Ṣuhayb ibn Sinân Ar-Rûmî (qu’Allah
l’agrée) relate que le Messager d’Allah (sur lui la paix et le salut) a
dit : « Parmi ceux qui vous ont précédés, il y avait un roi qui avait un
sorcier auprès de lui. Devenu vieux, le sorcier a dit au roi : « Voilà
que j’ai vieilli, envoie-moi donc un garçon à qui j’enseignerai la
sorcellerie ! » Il lui envoya donc un garçon pour qu’il soit son élève.
Lorsqu’il se rendait chez le sorcier, le garçon empruntait un chemin sur
lequel se trouvait un moine et auprès duquel il s’asseyait pour écouter
ses paroles, qui l’enchantèrent. A chaque fois qu’il se rendait chez le
sorcier, il passait chez le moine et s’asseyait avec lui et lorsqu’il
arrivait chez le sorcier, celui-ci le frappait. Un jour, il s’est plaint
de cela au moine qui lui a alors dit : « Si tu redoutes le sorcier,
alors dis : « Ma famille m’a retenu ! » Et si tu redoutes ta famille,
alors dis : « Le sorcier m’a retenu ! » Un jour, comme à son habitude
[où il se rendait chez le sorcier], il rencontra une bête immense et
imposante qui retenait les gens. Il s’est alors dit en lui-même : «
Aujourd’hui, je saurai qui est le meilleur entre le sorcier et le moine.
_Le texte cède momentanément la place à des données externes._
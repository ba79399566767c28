//! Attendance storage operations.

use super::SeaOrmStorage;
use crate::entity::asistencias::{ActiveModel, Column, Entity as Asistencias};
use crate::entity::grupos::{Column as GrupoColumn, Entity as Grupos};
use crate::errors::{Result, SgaError};
use crate::models::asistencias::{entities::Asistencia, requests::NewAsistencia};
use sea_orm::{
    ActiveModelTrait, ColumnTrait, EntityTrait, PaginatorTrait, QueryFilter, QueryOrder,
    QuerySelect, Set,
};

impl SeaOrmStorage {
    pub async fn create_asistencia_impl(&self, req: NewAsistencia) -> Result<Asistencia> {
        let model = ActiveModel {
            alumno_id: Set(req.alumno_id),
            grupo_id: Set(req.grupo_id),
            fecha: Set(req.fecha),
            presente: Set(req.presente),
            ..Default::default()
        }
        .insert(&self.db)
        .await
        .map_err(|e| SgaError::database_operation(format!("attendance creation failed: {e}")))?;

        Ok(model.into_asistencia())
    }

    pub async fn exists_asistencia_impl(
        &self,
        alumno_id: i64,
        desde: i64,
        hasta: i64,
    ) -> Result<bool> {
        let count = Asistencias::find()
            .filter(Column::AlumnoId.eq(alumno_id))
            .filter(Column::Fecha.gte(desde))
            .filter(Column::Fecha.lt(hasta))
            .count(&self.db)
            .await
            .map_err(|e| SgaError::database_operation(format!("attendance lookup failed: {e}")))?;

        Ok(count > 0)
    }

    pub async fn list_asistencias_impl(
        &self,
        grupo_id: i64,
        desde: i64,
        hasta: i64,
    ) -> Result<Vec<Asistencia>> {
        let models = Asistencias::find()
            .filter(Column::GrupoId.eq(grupo_id))
            .filter(Column::Fecha.gte(desde))
            .filter(Column::Fecha.lt(hasta))
            .order_by_asc(Column::Fecha)
            .all(&self.db)
            .await
            .map_err(|e| SgaError::database_operation(format!("attendance listing failed: {e}")))?;

        Ok(models.into_iter().map(|m| m.into_asistencia()).collect())
    }

    /// Present and total counts across every group of the campus.
    pub async fn asistencia_counts_for_plantel_impl(
        &self,
        plantel_id: i64,
        desde: i64,
        hasta: i64,
    ) -> Result<(i64, i64)> {
        let grupo_ids: Vec<i64> = Grupos::find()
            .filter(GrupoColumn::PlantelId.eq(plantel_id))
            .select_only()
            .column(GrupoColumn::Id)
            .into_tuple::<i64>()
            .all(&self.db)
            .await
            .map_err(|e| SgaError::database_operation(format!("group query failed: {e}")))?;

        if grupo_ids.is_empty() {
            return Ok((0, 0));
        }

        let base = Asistencias::find()
            .filter(Column::GrupoId.is_in(grupo_ids))
            .filter(Column::Fecha.gte(desde))
            .filter(Column::Fecha.lt(hasta));

        let total = base
            .clone()
            .count(&self.db)
            .await
            .map_err(|e| SgaError::database_operation(format!("attendance count failed: {e}")))?;

        let presentes = base
            .filter(Column::Presente.eq(true))
            .count(&self.db)
            .await
            .map_err(|e| SgaError::database_operation(format!("attendance count failed: {e}")))?;

        Ok((presentes as i64, total as i64))
    }
}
Il prit une pierre et dit : « Ô Allah ! Si tu préfères la voie du moine
à celle du sorcier, alors tue cette bête, pour que les gens puissent
continuer leur route ! » Il jeta la pierre et tua la bête et les gens
purent alors continuer leur route. Il alla en informer le moine qui lui
dit : « Eh bien, mon fils ! Désormais, tu es meilleur que moi ! Je
constate que tu as atteint un haut niveau ! Assurément, tu vas être
éprouvé ! Toutefois, si on t’éprouve, alors ne me dénonce pas ! » C’est
ainsi que le garçon guérissait l’aveugle et le lépreux de même qu’il
soignait les gens contre tous les maux. L’un des proches du roi entendit
parler de lui. Devenu aveugle, il alla à sa rencontre avec de nombreux
présents et lui dit : « Si tu me guéris, alors tout ceci est pour toi !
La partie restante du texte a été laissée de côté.